Há um certo prazer em proferir essa frase. Se a casa está bagunçada, a culpa é de quem reparou. Afinal, ninguém vai bater a porta na cara das pessoas por causa da bagunça, mas cada um será responsável por fazer cara de paisagem para o sutiã largado no braço do sofá. Quando a casa está arrumada, fala-se mesmo assim. "Não repara a bagunça", pro outro dizer "Imagina, nem está bagunçado... bagunça é o que eu tenho lá em casa...". Ou seja, não é nenhum pedido de desculpas, nem nada. Só a deixa para o outro elogiar a limpeza da casa da vizinha.

Eu me sinto desconfortável nessas danças da sociedade brasileira feminina, isto é, as regras não escritas que cada mulher precisa cumprir quando visita a outra ou quando recebe uma visita. Por exemplo, de ter que arrumar um elogio para a casa quando ouvir o "não repara a bagunça", e fazer aquele esforço pra não reparar - esforço desnecessário se ninguém tivesse tocado no assunto. Há também aquela dança do lavar a louça, que eu detesto - trata-se da "briga" entre visitante e anfitriã sobre quem lava a louça, como se uma quisesse mais do que a outra, quando na verdade ninguém quer lavar louça nenhuma (a situação é parecida quando saem pra jantar duas famílias e os dois machos-alfa "querem" pagar a conta, mas na verdade querem mesmo que o outro pague).

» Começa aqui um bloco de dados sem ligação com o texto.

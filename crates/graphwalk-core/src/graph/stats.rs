//! Summary statistics for the stats panel and `gw stats`.

use serde::Serialize;
use tracing::instrument;

use crate::graph::adjacency::build_adjacency;
use crate::graph::components::find_connected_components;
use crate::model::{Edge, Node, NodeKey};

/// Counts and shape measures of one snapshot.
#[derive(Debug, Clone, PartialEq, Serialize)]
pub struct GraphStats {
    pub node_count: usize,
    pub edge_count: usize,
    pub component_count: usize,
    /// Nodes with no incident edge.
    pub isolated_node_count: usize,
    /// Largest number of edge endpoints on a single node, direction ignored.
    pub max_degree: usize,
    /// Edge count over the number of possible edges. `0.0` below two nodes.
    pub density: f64,
}

impl GraphStats {
    /// Compute statistics for a snapshot.
    ///
    /// `directed` only changes the density denominator: `n(n-1)` possible
    /// arcs instead of `n(n-1)/2` possible edges.
    #[must_use]
    #[instrument(skip_all, fields(nodes = nodes.len(), edges = edges.len()))]
    pub fn compute<K: NodeKey>(nodes: &[Node<K>], edges: &[Edge<K>], directed: bool) -> Self {
        let adjacency = build_adjacency(nodes, edges, false);
        let degrees = nodes.iter().map(|n| adjacency.degree(&n.id));

        let (isolated_node_count, max_degree) =
            degrees.fold((0, 0), |(isolated, max), d| (isolated + usize::from(d == 0), max.max(d)));

        Self {
            node_count: nodes.len(),
            edge_count: edges.len(),
            component_count: find_connected_components(nodes, edges).len(),
            isolated_node_count,
            max_degree,
            density: density(nodes.len(), edges.len(), directed),
        }
    }
}

#[allow(clippy::cast_precision_loss)]
fn density(nodes: usize, edges: usize, directed: bool) -> f64 {
    if nodes < 2 {
        return 0.0;
    }
    let pairs = (nodes * (nodes - 1)) as f64;
    let edges = edges as f64;
    if directed { edges / pairs } else { 2.0 * edges / pairs }
}

// ---------------------------------------------------------------------------
// Tests
// ---------------------------------------------------------------------------

#[cfg(test)]
mod tests {
    use super::*;

    fn nodes(ids: &[u32]) -> Vec<Node<u32>> {
        ids.iter().copied().map(Node::new).collect()
    }

    fn edges(pairs: &[(u32, u32)]) -> Vec<Edge<u32>> {
        pairs.iter().map(|&(a, b)| Edge::new(a, b)).collect()
    }

    #[test]
    fn empty_graph() {
        let stats = GraphStats::compute::<u32>(&[], &[], false);
        assert_eq!(stats.node_count, 0);
        assert_eq!(stats.component_count, 0);
        assert_eq!(stats.max_degree, 0);
        assert!(stats.density.abs() < f64::EPSILON);
    }

    #[test]
    fn triangle_plus_isolated_node() {
        let ns = nodes(&[1, 2, 3, 4]);
        let es = edges(&[(1, 2), (2, 3), (3, 1)]);
        let stats = GraphStats::compute(&ns, &es, false);
        assert_eq!(stats.node_count, 4);
        assert_eq!(stats.edge_count, 3);
        assert_eq!(stats.component_count, 2);
        assert_eq!(stats.isolated_node_count, 1);
        assert_eq!(stats.max_degree, 2);
        // 2 * 3 / (4 * 3)
        assert!((stats.density - 0.5).abs() < 1e-9);
    }

    #[test]
    fn directed_density_uses_arc_count() {
        let ns = nodes(&[1, 2]);
        let es = edges(&[(1, 2)]);
        assert!((GraphStats::compute(&ns, &es, true).density - 0.5).abs() < 1e-9);
        assert!((GraphStats::compute(&ns, &es, false).density - 1.0).abs() < 1e-9);
    }

    #[test]
    fn star_max_degree() {
        let ns = nodes(&[0, 1, 2, 3, 4]);
        let es = edges(&[(0, 1), (0, 2), (0, 3), (4, 0)]);
        let stats = GraphStats::compute(&ns, &es, true);
        assert_eq!(stats.max_degree, 4);
        assert_eq!(stats.isolated_node_count, 0);
    }
}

E tem aquela mania de limpar a casa porque está vindo visita. Não estou falando de uma ocasião especial - dar uma festa, convidar o chefe pra jantar, receber um cliente... Claro que existem situações que exigirão um pouco mais de empenho do que aquele do dia-a-dia, mas o que me incomoda em limpar a casa das visitas é: por que a visita merece uma casa mais limpa, organizada, cheirosa e arrumada do que as pessoas que vivem ali?

A casa - a sua limpeza, organização etcetera e tal - existe pra quem mora ali, não pra quem vem de vez em quando. Precisamos chegar àquele ponto de equilíbrio em que a manutenção da casa não custa tanto que é impossível desfrutar dela - aquelas pessoas que gastam todo o seu tempo livre limpando e não podem deitar no tapete pra ler um livro. Precisamos de uma casa com a qual a gente se identifique a ponto de não sentir nenhum constragimento de mostrar às pessoas: é assim que eu vivo. 

Eu gosto do sistema Flylady porque ele divide as tarefas domésticas no decorrer da semana, fazendo da limpeza e organização da casa um serviço de manutenção e não uma força-tarefa semanal. Isso significa que todos os dias a minha casa me serve, e isso me dá tranquilidade para receber alguém sem me importar com as teias de aranha que se formaram na sapateira durante a semana. Eles não merecem uma sapateira limpa mais do que eu, que moro aqui... e eu já agendei essa tarefa pra amanhã.